PhilGoetz comments on Open thread, Mar. 9 - Mar. 15, 2015 - Less Wrong Discussion
You are viewing a comment permalink. View the original post to see all comments and the full post content.
You are viewing a comment permalink. View the original post to see all comments and the full post content.
Comments (109)
Basic question about bits of evidence vs. bits of information:
I want to know the value of a random bit. I'm collecting evidence about the value of this bit.
First off, it seems weird to say "I have 33 bits of evidence that this bit is a 1." What is a bit of evidence, if it takes an infinite number of bits of evidence to get 1 bit of information?
Second, each bit of evidence gives you a likelihood multiplier of 2. E.g., a piece of evidence that says the likelihood is 4:1 that the bit is a 1 gives you 2 bits of evidence about the value of that bit. Independent evidence that says the likelihood is 2:1 gives you 1 bit of evidence.
But that means a one-bit evidence-giver is someone who is right 2/3 of the time. Why 2/3?
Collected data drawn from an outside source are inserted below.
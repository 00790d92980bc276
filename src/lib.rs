//! formrunner: environment-parameterized browser automation for scripted
//! signup flows.
//!
//! The crate drives a real Chromium instance through a small set of atomic,
//! agent-invocable tools (navigate, click, type, wait, screenshot), with a
//! retrying navigator for challenge-prone signup pages, a per-run screenshot
//! sink, and an append-only run log. The same run works on a full local
//! engine or a reduced-privilege constrained engine; the variant is chosen
//! once from configuration and everything above the session layer is
//! backend-agnostic.
//!
//! The typical entry point is [`runner::Runner`] with a
//! [`driver::ScriptedDriver`] replaying [`driver::signup_flow`]:
//!
//! ```no_run
//! use formrunner::config::RunnerConfig;
//! use formrunner::credentials::CredentialSet;
//! use formrunner::driver::{signup_flow, ScriptedDriver};
//! use formrunner::runner::Runner;
//! use formrunner::runtime::ChromiumEngine;
//!
//! # async fn run() {
//! let config = RunnerConfig::default();
//! let credentials = CredentialSet::generate();
//! let driver = ScriptedDriver::new(signup_flow("https://example.com/signup", &credentials));
//! let report = Runner::new(config, ChromiumEngine::new())
//!     .execute(driver, credentials)
//!     .await;
//! println!("success: {}", report.success);
//! # }
//! ```

pub mod browser;
pub mod config;
pub mod credentials;
pub mod driver;
pub mod navigator;
pub mod runlog;
pub mod runner;
pub mod runtime;
pub mod screenshot;
pub mod session;
pub mod tools;
//! Run-exclusive browser session.
//!
//! A [`Session`] wraps a launched [`BrowserEngine`] and applies the
//! configuration's bounded timeouts to every primitive, so no tool call can
//! hang a run indefinitely. The session owns the engine for the whole run;
//! [`Session::close`] releases it and reports (but never raises) cleanup
//! failures.

use std::time::Duration;

use thiserror::Error;
use tokio::time::{sleep, timeout, Instant};

use crate::browser::{BrowserEngine, EngineError, EngineKind, LaunchError, LaunchPlan, Viewport};
use crate::config::RunnerConfig;
use crate::runlog::RunLog;

/// Interval between selector existence probes inside a bounded wait.
const WAIT_POLL_INTERVAL: Duration = Duration::from_millis(250);

/// Errors surfaced by bounded session operations.
#[derive(Debug, Error)]
pub enum ActionError {
    #[error("navigation to {url} failed: {reason}")]
    Navigation { url: String, reason: String },
    #[error("element did not appear within {elapsed_ms}ms: {selector}")]
    ElementNotFound { selector: String, elapsed_ms: u64 },
    #[error("{operation} timed out after {timeout_ms}ms")]
    ActionTimeout {
        operation: &'static str,
        timeout_ms: u64,
    },
    #[error(transparent)]
    Engine(#[from] EngineError),
}

pub struct Session<E: BrowserEngine> {
    engine: E,
    kind: EngineKind,
    viewport: Viewport,
    navigation_timeout: Duration,
    action_timeout: Duration,
    wait_timeout: Duration,
    type_delay: Duration,
}

impl<E: BrowserEngine> Session<E> {
    /// Launch the engine with the plan derived from `config` and wrap it in a
    /// session. On launch failure the engine is left untouched and the error
    /// is fatal for the run.
    pub async fn launch(config: &RunnerConfig, engine: E) -> Result<Self, LaunchError> {
        let plan = LaunchPlan::from_config(config);
        engine.launch(&plan).await?;

        Ok(Session {
            engine,
            kind: plan.kind,
            viewport: plan.viewport,
            navigation_timeout: Duration::from_millis(config.navigation_timeout_ms),
            action_timeout: Duration::from_millis(config.action_timeout_ms),
            wait_timeout: Duration::from_millis(config.wait_timeout_ms),
            type_delay: Duration::from_millis(config.type_delay_ms),
        })
    }

    pub fn kind(&self) -> EngineKind {
        self.kind
    }

    pub fn viewport(&self) -> Viewport {
        self.viewport
    }

    pub fn default_action_timeout(&self) -> Duration {
        self.action_timeout
    }

    pub fn default_wait_timeout(&self) -> Duration {
        self.wait_timeout
    }

    /// Navigate within the navigation budget. The URL is echoed in the error
    /// so failures are actionable without the log.
    pub async fn navigate(&self, url: &str) -> Result<(), ActionError> {
        match timeout(self.navigation_timeout, self.engine.goto(url)).await {
            Ok(Ok(())) => Ok(()),
            Ok(Err(err)) => Err(ActionError::Navigation {
                url: url.to_string(),
                reason: err.to_string(),
            }),
            Err(_) => Err(ActionError::Navigation {
                url: url.to_string(),
                reason: format!(
                    "timed out after {}ms",
                    self.navigation_timeout.as_millis()
                ),
            }),
        }
    }

    pub async fn reload(&self) -> Result<(), ActionError> {
        match timeout(self.navigation_timeout, self.engine.reload()).await {
            Ok(result) => Ok(result?),
            Err(_) => Err(ActionError::ActionTimeout {
                operation: "reload",
                timeout_ms: self.navigation_timeout.as_millis() as u64,
            }),
        }
    }

    pub async fn title(&self) -> Result<String, ActionError> {
        Ok(self.engine.title().await?)
    }

    pub async fn current_url(&self) -> Result<String, ActionError> {
        Ok(self.engine.current_url().await?)
    }

    /// Single existence probe, no waiting.
    pub async fn selector_exists(&self, selector: &str) -> Result<bool, ActionError> {
        Ok(self.engine.selector_exists(selector).await?)
    }

    /// Poll until `selector` exists or the bound elapses.
    pub async fn wait_for(
        &self,
        selector: &str,
        bound: Option<Duration>,
    ) -> Result<(), ActionError> {
        let bound = bound.unwrap_or(self.wait_timeout);
        let started = Instant::now();

        loop {
            if self.engine.selector_exists(selector).await? {
                return Ok(());
            }
            if started.elapsed() >= bound {
                return Err(ActionError::ElementNotFound {
                    selector: selector.to_string(),
                    elapsed_ms: started.elapsed().as_millis() as u64,
                });
            }
            sleep(WAIT_POLL_INTERVAL.min(bound)).await;
        }
    }

    /// Wait for the element within `bound`, then click it.
    pub async fn click(&self, selector: &str, bound: Option<Duration>) -> Result<(), ActionError> {
        let bound = bound.unwrap_or(self.action_timeout);
        self.wait_for(selector, Some(bound)).await?;

        match timeout(bound, self.engine.click(selector)).await {
            Ok(result) => Ok(result?),
            Err(_) => Err(ActionError::ActionTimeout {
                operation: "click",
                timeout_ms: bound.as_millis() as u64,
            }),
        }
    }

    /// Wait for the element, then enter `text` character by character with the
    /// configured inter-key delay. The bound covers the wait only; typing time
    /// scales with the text length and is not a hang risk.
    pub async fn type_text(
        &self,
        selector: &str,
        text: &str,
        bound: Option<Duration>,
    ) -> Result<(), ActionError> {
        let bound = bound.unwrap_or(self.action_timeout);
        self.wait_for(selector, Some(bound)).await?;
        Ok(self
            .engine
            .type_text(selector, text, self.type_delay)
            .await?)
    }

    pub async fn capture(&self, full_page: bool) -> Result<Vec<u8>, ActionError> {
        match timeout(self.action_timeout, self.engine.screenshot(full_page)).await {
            Ok(result) => Ok(result?),
            Err(_) => Err(ActionError::ActionTimeout {
                operation: "screenshot",
                timeout_ms: self.action_timeout.as_millis() as u64,
            }),
        }
    }

    /// Release the engine. Failures are recorded in the run log but never
    /// propagated, so teardown cannot mask an earlier error.
    pub async fn close(self, log: &mut RunLog) {
        if let Err(err) = self.engine.close().await {
            log.warn(format!("browser close failed: {err}"));
        } else {
            log.debug("browser closed");
        }
    }
}

#[cfg(test)]
mod tests {
    use super::*;
    use async_trait::async_trait;
    use std::sync::atomic::{AtomicU32, Ordering};
    use std::sync::Arc;

    /// Engine whose selector probe succeeds only after a set number of calls.
    struct CountingEngine {
        probes: AtomicU32,
        ready_after: u32,
    }

    #[async_trait]
    impl BrowserEngine for CountingEngine {
        async fn launch(&self, _plan: &LaunchPlan) -> Result<(), LaunchError> {
            Ok(())
        }

        async fn goto(&self, _url: &str) -> Result<(), EngineError> {
            Ok(())
        }

        async fn reload(&self) -> Result<(), EngineError> {
            Ok(())
        }

        async fn title(&self) -> Result<String, EngineError> {
            Ok("fixture".to_string())
        }

        async fn current_url(&self) -> Result<String, EngineError> {
            Ok("https://example.com/".to_string())
        }

        async fn selector_exists(&self, _selector: &str) -> Result<bool, EngineError> {
            let seen = self.probes.fetch_add(1, Ordering::SeqCst) + 1;
            Ok(seen >= self.ready_after)
        }

        async fn click(&self, _selector: &str) -> Result<(), EngineError> {
            Ok(())
        }

        async fn type_text(
            &self,
            _selector: &str,
            _text: &str,
            _delay: Duration,
        ) -> Result<(), EngineError> {
            Ok(())
        }

        async fn screenshot(&self, _full_page: bool) -> Result<Vec<u8>, EngineError> {
            Ok(vec![0x89, b'P', b'N', b'G'])
        }

        async fn close(&self) -> Result<(), EngineError> {
            Ok(())
        }
    }

    async fn fixture_session(ready_after: u32) -> Session<Arc<CountingEngine>> {
        let engine = Arc::new(CountingEngine {
            probes: AtomicU32::new(0),
            ready_after,
        });
        Session::launch(&RunnerConfig::default(), engine)
            .await
            .expect("launch")
    }

    #[tokio::test(start_paused = true)]
    async fn wait_for_polls_until_the_selector_appears() {
        let session = fixture_session(3).await;
        session
            .wait_for("#firstName", None)
            .await
            .expect("selector should appear on the third probe");
    }

    #[tokio::test(start_paused = true)]
    async fn wait_for_times_out_with_selector_and_elapsed() {
        let session = fixture_session(u32::MAX).await;
        let err = session
            .wait_for("#missing", Some(Duration::from_millis(600)))
            .await
            .expect_err("selector never appears");

        match err {
            ActionError::ElementNotFound {
                selector,
                elapsed_ms,
            } => {
                assert_eq!(selector, "#missing");
                assert!(elapsed_ms >= 600);
            }
            other => panic!("unexpected error: {other}"),
        }
    }

    #[tokio::test(start_paused = true)]
    async fn click_waits_before_acting() {
        let session = fixture_session(2).await;
        session
            .click("#submit", None)
            .await
            .expect("click should succeed once the selector appears");
    }
}
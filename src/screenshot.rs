//! Per-run screenshot sink.
//!
//! Captured frames are either written to a run-local directory (local engine)
//! or carried inline as base64 data URIs (constrained engine, which cannot
//! assume writable persistent storage). Either way the sink records one
//! artifact per capture, in capture order, and guarantees distinct locations
//! even when step labels repeat.

use std::collections::HashSet;
use std::path::PathBuf;

use base64::{engine::general_purpose::STANDARD as BASE64, Engine as _};
use chrono::{SecondsFormat, Utc};
use serde::Serialize;
use thiserror::Error;

use crate::config::RunnerConfig;

/// Where captured frames go.
#[derive(Debug, Clone, PartialEq, Eq)]
pub enum ScreenshotStrategy {
    File { dir: PathBuf },
    Inline,
}

impl ScreenshotStrategy {
    pub fn from_config(config: &RunnerConfig) -> Self {
        if config.inline_screenshots {
            ScreenshotStrategy::Inline
        } else {
            ScreenshotStrategy::File {
                dir: config.screenshot_dir.clone(),
            }
        }
    }
}

/// Record of one stored capture. `sequence_index` increases monotonically
/// within a run. Inline artifacts carry the same synthesized filename a file
/// write would have used, for display purposes.
#[derive(Debug, Clone, Serialize, PartialEq, Eq)]
#[serde(rename_all = "camelCase", tag = "kind")]
pub enum ScreenshotArtifact {
    File {
        step: String,
        sequence_index: usize,
        captured_at: chrono::DateTime<Utc>,
        filename: String,
        path: PathBuf,
        bytes: usize,
    },
    Inline {
        step: String,
        sequence_index: usize,
        captured_at: chrono::DateTime<Utc>,
        filename: String,
        data_uri: String,
        bytes: usize,
    },
}

impl ScreenshotArtifact {
    pub fn step(&self) -> &str {
        match self {
            ScreenshotArtifact::File { step, .. } => step,
            ScreenshotArtifact::Inline { step, .. } => step,
        }
    }

    pub fn sequence_index(&self) -> usize {
        match self {
            ScreenshotArtifact::File { sequence_index, .. } => *sequence_index,
            ScreenshotArtifact::Inline { sequence_index, .. } => *sequence_index,
        }
    }

    pub fn filename(&self) -> &str {
        match self {
            ScreenshotArtifact::File { filename, .. } => filename,
            ScreenshotArtifact::Inline { filename, .. } => filename,
        }
    }

    /// Display reference for a tool reply. File artifacts under `public/` get
    /// the web-style path the serving layer exposes; inline artifacts are
    /// referred to by their synthesized filename.
    pub fn location(&self) -> String {
        match self {
            ScreenshotArtifact::File { path, .. } => match path.strip_prefix("public") {
                Ok(rest) => format!("/{}", rest.display()),
                Err(_) => path.to_string_lossy().into_owned(),
            },
            ScreenshotArtifact::Inline { filename, .. } => filename.clone(),
        }
    }
}

#[derive(Debug, Error)]
pub enum ScreenshotError {
    #[error("failed to create screenshot directory {dir}: {source}")]
    CreateDir {
        dir: PathBuf,
        #[source]
        source: std::io::Error,
    },
    #[error("failed to write screenshot {path}: {source}")]
    Write {
        path: PathBuf,
        #[source]
        source: std::io::Error,
    },
}

/// Accumulates a run's screenshot artifacts.
pub struct ScreenshotSink {
    strategy: ScreenshotStrategy,
    artifacts: Vec<ScreenshotArtifact>,
    used_names: HashSet<String>,
    dir_ready: bool,
}

impl ScreenshotSink {
    pub fn new(strategy: ScreenshotStrategy) -> Self {
        ScreenshotSink {
            strategy,
            artifacts: Vec::new(),
            used_names: HashSet::new(),
            dir_ready: false,
        }
    }

    pub fn artifacts(&self) -> &[ScreenshotArtifact] {
        &self.artifacts
    }

    pub fn into_artifacts(self) -> Vec<ScreenshotArtifact> {
        self.artifacts
    }

    /// Store one captured PNG under `step` and record the artifact.
    pub async fn store(
        &mut self,
        step: &str,
        png: Vec<u8>,
    ) -> Result<&ScreenshotArtifact, ScreenshotError> {
        let sequence_index = self.artifacts.len();
        let captured_at = Utc::now();
        let filename = self.unique_name(step);
        self.used_names.insert(filename.clone());

        let artifact = match &self.strategy {
            ScreenshotStrategy::Inline => ScreenshotArtifact::Inline {
                step: step.to_string(),
                sequence_index,
                captured_at,
                filename,
                data_uri: format!("data:image/png;base64,{}", BASE64.encode(&png)),
                bytes: png.len(),
            },
            ScreenshotStrategy::File { dir } => {
                let dir = dir.clone();
                if !self.dir_ready {
                    tokio::fs::create_dir_all(&dir)
                        .await
                        .map_err(|source| ScreenshotError::CreateDir {
                            dir: dir.clone(),
                            source,
                        })?;
                    self.dir_ready = true;
                }

                let path = dir.join(&filename);
                tokio::fs::write(&path, &png)
                    .await
                    .map_err(|source| ScreenshotError::Write {
                        path: path.clone(),
                        source,
                    })?;

                ScreenshotArtifact::File {
                    step: step.to_string(),
                    sequence_index,
                    captured_at,
                    filename,
                    path,
                    bytes: png.len(),
                }
            }
        };

        self.artifacts.push(artifact);
        Ok(&self.artifacts[sequence_index])
    }

    /// `{timestamp}__{step}.png`, with a sequence index appended on the rare
    /// same-millisecond label collision.
    fn unique_name(&self, step: &str) -> String {
        let base = format!("{}__{}", timestamp_slug(), sanitize_step(step));
        let candidate = format!("{base}.png");
        if !self.used_names.contains(&candidate) {
            return candidate;
        }
        format!("{base}-{}.png", self.artifacts.len())
    }
}

/// ISO-8601 UTC timestamp with `:` and `.` replaced, filesystem-safe on every
/// platform.
fn timestamp_slug() -> String {
    Utc::now()
        .to_rfc3339_opts(SecondsFormat::Millis, true)
        .replace([':', '.'], "-")
}

/// Lowercase the label and collapse runs of non-alphanumeric characters into
/// single underscores.
fn sanitize_step(step: &str) -> String {
    let mut out = String::with_capacity(step.len());
    let mut last_was_sep = false;
    for ch in step.chars() {
        if ch.is_ascii_alphanumeric() {
            out.push(ch.to_ascii_lowercase());
            last_was_sep = false;
        } else if !last_was_sep && !out.is_empty() {
            out.push('_');
            last_was_sep = true;
        } else {
            last_was_sep = true;
        }
    }
    let trimmed = out.trim_end_matches('_');
    if trimmed.is_empty() {
        "step".to_string()
    } else {
        trimmed.to_string()
    }
}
Finally, if you knew nothing about the bit, and had the probability distribution Q = (P(1)=.5, P(0)=.5), and a one-bit evidence giver gave you 1 bit saying it was a 1, you now have the distribution P = (2/3, 1/3). The KL divergence of Q from P (log base 2) is only 0.0817, so it looks like you've gained .08 bits of information from your 1 bit of evidence. ???
I think I was wrong to say that 1 bit evidence = likelihood multiplier of 2.
IF you have a signal S, and P(x|S) = 1 while P(x|~S) = .5, then the likelihood multiplier is 2 and you get 1 bit of information, as computed by KL-divergence. That signal did in fact require an infinite amount of evidence to make P(x|S) = 1, I think, so it's a theoretical signal found only in math problems, like a frictionless surface in physics.
If you have a signal S, and P(x|S) = .5 while P(x|~S) = .25, then the likelihood multiplier is 2, but you get only .2075 bits of information.
There's a discussion of a similar question on stats.stackexchange.com . It appears that the sum, over a series of observations x, of
log(likelihood ratio = P(x | model 2) / P(x | model 1))
approximates the information gain from changing from model 1 to model 2, but not on a term-by-term basis. The approximation relies on the frequency of the observations in the entire observation series being drawn from a distribution close to model 2.